This problem can occur if the messages are consumed out-of-order, or more specifically, if there exists and "orphaned" message which has been enqueued some time back, but not consumed.

The linearstore assumes that all messages are consumed (more-or-less) in the order they are sent to the broker. Files are freed from the linearstore as the "leading" files become freed of all stored messages. If a message should be enqueued but not consumed, then the journal file containing that message will not be freed, and the files following that file will also be blocked from being freed (as this would compromise the ability to recover the state of the store if there should be a stoppage).

If your messaging scenario does not meet the in-order criterion, and message consumption is random with possible long periods of storage for some messages, then it is possible that linearstore will not be a suitable store. A store with random read/write (possibly based on a database) would be better for this use-case.

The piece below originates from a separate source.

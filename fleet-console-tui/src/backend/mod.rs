//! Backend 层：本地配置服务

mod config_service;

pub use config_service::{ConfigService, ConsoleConfig, JsonConfigService};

I see from your logs that a single message is enqueued. If that message is an orphaned message then that would explain the growth in journal files. Assuming this to be true:

Strategies for preventing this depend on your use-case:

1. The best way is to avoid orphaned messages in the first place. This will ensure that the journal is always short and the individual journal files are being re-used.

2. If the presence of unconsumed messages for long periods is unavoidable and the orphaned messages are not wanted, then one way to control this is to set a Time-to-Live on each message such that when that expires, the message is deleted by the broker automatically, which would have the effect of freeing up the linearstore journal files. (I have not tested this strategy, but I believe it should work.)

3. The last and more complex way to handle this is to have a small client find and either remove the messages (if they are unwanted), or remove and resend the messages at regular intervals (if the messages are wanted and must be preserved).

If the message in your log is recent, and not orphaned, then there could be a bug in the store which needs addressing. If this is so, then it would be helpful (if possible) to get a copy of the store files so that I can analyze why the process of freeing them is "stuck".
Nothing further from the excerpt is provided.